(Saved entries)
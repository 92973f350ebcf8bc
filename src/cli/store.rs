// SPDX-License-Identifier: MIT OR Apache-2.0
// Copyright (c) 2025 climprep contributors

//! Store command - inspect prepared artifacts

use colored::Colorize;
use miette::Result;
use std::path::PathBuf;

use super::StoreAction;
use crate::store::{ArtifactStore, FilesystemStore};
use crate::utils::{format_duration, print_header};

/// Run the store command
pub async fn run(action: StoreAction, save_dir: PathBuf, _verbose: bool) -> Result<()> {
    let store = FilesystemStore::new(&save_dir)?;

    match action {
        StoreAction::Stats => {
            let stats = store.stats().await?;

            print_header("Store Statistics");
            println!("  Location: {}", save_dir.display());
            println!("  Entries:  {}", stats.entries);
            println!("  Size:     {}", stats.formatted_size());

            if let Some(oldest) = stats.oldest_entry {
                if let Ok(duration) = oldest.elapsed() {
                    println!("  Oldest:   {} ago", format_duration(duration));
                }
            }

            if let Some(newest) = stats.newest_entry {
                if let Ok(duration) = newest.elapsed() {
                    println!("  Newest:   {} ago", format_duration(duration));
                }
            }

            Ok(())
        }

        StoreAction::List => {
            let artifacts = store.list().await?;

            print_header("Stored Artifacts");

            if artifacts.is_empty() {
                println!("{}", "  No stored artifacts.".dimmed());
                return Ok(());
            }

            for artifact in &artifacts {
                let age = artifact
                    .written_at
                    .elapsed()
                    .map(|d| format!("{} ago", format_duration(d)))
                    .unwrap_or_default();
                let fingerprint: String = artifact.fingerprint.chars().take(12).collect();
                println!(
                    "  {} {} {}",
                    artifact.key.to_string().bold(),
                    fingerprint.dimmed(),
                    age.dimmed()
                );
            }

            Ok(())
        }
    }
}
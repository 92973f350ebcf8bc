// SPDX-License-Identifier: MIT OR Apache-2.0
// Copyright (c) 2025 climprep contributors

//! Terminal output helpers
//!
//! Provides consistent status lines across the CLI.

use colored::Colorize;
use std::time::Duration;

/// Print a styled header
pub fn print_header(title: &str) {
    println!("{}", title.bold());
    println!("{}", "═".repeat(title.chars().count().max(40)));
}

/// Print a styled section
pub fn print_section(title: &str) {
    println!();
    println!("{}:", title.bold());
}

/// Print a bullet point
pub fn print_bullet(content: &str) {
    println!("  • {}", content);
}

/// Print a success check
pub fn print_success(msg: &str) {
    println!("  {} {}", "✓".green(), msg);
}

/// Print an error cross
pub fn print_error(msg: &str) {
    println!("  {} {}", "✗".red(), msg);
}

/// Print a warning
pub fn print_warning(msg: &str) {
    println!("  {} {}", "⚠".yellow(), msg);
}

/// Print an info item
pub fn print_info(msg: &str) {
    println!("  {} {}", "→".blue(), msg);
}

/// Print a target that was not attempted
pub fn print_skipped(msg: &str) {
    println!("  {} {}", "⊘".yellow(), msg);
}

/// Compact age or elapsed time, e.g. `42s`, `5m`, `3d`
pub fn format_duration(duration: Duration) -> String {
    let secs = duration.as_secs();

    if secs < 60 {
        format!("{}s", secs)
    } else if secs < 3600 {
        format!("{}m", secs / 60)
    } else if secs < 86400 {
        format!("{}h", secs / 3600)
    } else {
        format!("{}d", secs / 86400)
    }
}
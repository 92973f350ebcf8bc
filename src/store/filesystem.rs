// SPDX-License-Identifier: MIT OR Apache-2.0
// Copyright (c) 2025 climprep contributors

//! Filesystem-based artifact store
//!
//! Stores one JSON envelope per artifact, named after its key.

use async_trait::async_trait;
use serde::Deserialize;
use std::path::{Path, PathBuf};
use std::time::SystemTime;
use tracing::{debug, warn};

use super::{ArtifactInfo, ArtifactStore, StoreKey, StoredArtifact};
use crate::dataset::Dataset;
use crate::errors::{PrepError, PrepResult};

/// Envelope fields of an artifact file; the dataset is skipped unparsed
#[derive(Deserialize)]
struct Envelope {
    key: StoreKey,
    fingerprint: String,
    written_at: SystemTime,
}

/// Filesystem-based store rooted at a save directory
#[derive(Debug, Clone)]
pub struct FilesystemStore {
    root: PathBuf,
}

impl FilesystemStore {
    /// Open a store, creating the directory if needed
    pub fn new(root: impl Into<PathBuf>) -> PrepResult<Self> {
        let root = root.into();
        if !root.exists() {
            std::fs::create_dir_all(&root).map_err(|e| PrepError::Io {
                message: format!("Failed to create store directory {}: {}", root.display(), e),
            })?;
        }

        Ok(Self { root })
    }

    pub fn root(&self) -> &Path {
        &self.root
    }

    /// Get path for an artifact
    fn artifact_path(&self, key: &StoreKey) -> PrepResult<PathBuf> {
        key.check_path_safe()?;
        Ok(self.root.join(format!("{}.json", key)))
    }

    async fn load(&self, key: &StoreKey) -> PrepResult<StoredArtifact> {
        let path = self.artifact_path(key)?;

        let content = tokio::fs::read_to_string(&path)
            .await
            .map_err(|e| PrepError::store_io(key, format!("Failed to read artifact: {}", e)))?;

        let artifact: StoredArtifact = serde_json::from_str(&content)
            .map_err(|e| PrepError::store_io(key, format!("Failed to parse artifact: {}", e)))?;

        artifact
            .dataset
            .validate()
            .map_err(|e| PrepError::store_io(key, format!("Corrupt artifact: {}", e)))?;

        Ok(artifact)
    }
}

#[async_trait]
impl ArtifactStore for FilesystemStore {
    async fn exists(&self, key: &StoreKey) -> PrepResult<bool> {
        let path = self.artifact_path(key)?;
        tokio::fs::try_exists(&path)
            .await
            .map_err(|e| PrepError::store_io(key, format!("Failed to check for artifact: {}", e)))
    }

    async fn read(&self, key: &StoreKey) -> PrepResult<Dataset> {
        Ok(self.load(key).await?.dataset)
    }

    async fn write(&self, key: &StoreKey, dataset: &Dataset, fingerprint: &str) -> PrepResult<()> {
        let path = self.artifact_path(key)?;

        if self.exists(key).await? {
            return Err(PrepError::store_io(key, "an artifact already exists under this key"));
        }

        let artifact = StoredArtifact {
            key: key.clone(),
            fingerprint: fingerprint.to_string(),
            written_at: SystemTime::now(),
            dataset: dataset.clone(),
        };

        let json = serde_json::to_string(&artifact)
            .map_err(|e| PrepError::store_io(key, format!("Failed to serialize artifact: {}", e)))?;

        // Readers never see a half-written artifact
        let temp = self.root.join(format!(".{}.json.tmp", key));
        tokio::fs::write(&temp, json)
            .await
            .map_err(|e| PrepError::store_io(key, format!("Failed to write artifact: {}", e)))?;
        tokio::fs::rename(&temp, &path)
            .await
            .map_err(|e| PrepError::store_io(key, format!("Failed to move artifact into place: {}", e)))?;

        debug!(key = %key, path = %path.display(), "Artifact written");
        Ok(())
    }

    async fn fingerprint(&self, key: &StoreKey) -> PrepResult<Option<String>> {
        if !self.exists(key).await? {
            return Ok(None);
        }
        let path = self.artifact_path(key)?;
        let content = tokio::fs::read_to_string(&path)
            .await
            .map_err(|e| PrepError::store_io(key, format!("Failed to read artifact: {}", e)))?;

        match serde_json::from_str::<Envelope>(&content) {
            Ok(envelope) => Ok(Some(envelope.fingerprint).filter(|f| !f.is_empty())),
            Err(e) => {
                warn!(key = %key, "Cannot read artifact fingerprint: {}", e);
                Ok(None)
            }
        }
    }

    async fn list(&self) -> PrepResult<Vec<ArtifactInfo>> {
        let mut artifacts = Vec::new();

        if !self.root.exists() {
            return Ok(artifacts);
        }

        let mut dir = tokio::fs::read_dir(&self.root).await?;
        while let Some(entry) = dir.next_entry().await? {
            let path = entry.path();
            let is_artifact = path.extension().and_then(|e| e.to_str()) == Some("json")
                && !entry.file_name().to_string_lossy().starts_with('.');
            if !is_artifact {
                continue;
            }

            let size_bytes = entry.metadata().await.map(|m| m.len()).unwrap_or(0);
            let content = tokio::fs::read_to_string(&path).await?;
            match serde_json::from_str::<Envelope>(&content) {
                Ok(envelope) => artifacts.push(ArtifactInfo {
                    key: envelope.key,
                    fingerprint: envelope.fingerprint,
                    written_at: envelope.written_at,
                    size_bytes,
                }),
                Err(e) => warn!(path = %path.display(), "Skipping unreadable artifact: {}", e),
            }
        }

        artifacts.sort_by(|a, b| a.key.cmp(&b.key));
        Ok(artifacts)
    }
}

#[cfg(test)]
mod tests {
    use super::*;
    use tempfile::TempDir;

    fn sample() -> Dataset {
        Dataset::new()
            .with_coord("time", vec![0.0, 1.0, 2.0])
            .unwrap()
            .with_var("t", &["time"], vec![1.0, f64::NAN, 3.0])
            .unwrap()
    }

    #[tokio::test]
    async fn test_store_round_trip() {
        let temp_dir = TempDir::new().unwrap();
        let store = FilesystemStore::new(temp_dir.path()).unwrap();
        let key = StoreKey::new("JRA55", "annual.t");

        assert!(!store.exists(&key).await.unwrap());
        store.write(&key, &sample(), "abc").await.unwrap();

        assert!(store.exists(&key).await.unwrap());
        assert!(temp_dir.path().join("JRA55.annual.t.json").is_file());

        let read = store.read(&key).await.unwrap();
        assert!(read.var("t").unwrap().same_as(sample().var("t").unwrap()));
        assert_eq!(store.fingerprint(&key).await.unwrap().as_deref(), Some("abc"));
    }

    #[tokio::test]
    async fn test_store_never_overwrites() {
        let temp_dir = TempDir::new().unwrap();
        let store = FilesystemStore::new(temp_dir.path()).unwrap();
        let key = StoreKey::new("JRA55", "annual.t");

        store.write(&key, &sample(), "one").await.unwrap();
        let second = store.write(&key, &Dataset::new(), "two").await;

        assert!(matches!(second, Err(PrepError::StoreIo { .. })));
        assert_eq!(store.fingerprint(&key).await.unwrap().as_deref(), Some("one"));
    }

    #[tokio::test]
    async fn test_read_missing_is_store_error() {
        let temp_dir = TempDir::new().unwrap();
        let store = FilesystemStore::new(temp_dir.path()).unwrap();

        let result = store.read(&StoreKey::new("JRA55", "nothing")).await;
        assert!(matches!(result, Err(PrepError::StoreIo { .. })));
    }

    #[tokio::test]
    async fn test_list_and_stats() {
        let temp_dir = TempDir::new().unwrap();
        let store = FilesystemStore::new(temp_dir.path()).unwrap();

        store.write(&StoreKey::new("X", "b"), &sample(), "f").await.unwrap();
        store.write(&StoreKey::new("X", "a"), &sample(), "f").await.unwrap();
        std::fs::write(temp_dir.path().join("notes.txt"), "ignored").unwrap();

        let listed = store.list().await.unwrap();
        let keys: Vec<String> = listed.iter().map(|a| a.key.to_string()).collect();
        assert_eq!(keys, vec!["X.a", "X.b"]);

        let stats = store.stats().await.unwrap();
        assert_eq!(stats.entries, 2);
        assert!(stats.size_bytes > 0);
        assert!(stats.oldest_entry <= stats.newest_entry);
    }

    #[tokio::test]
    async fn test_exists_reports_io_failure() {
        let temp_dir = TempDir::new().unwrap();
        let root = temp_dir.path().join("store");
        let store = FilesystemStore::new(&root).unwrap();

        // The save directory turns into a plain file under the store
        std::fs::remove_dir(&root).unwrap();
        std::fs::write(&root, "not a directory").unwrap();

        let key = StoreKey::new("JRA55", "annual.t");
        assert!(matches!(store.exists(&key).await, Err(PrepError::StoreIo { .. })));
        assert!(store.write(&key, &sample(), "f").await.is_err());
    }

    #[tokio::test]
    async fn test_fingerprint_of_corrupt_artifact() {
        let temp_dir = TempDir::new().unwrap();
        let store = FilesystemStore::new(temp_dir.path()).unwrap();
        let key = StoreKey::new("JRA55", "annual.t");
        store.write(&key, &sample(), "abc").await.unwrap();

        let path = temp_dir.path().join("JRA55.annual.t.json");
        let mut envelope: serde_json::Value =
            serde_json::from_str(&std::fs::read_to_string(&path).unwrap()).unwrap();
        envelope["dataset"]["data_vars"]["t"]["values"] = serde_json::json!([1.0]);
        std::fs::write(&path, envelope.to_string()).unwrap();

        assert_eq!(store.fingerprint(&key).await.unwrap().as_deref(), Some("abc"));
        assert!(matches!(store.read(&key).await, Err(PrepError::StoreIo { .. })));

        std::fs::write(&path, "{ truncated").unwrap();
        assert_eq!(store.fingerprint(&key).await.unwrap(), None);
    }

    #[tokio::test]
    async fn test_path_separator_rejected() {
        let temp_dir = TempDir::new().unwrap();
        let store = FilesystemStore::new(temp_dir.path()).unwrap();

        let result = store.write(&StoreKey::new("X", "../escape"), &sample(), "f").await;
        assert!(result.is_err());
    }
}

AIM OF THE EXERCISE>
Only the lines containing the word "StoreAction" should be returned from the data above.

EXERCISE OUTPUT>
use super::StoreAction;
pub async fn run(action: StoreAction, save_dir: PathBuf, _verbose: bool) -> Result<()> {
        StoreAction::Stats => {
        StoreAction::List => {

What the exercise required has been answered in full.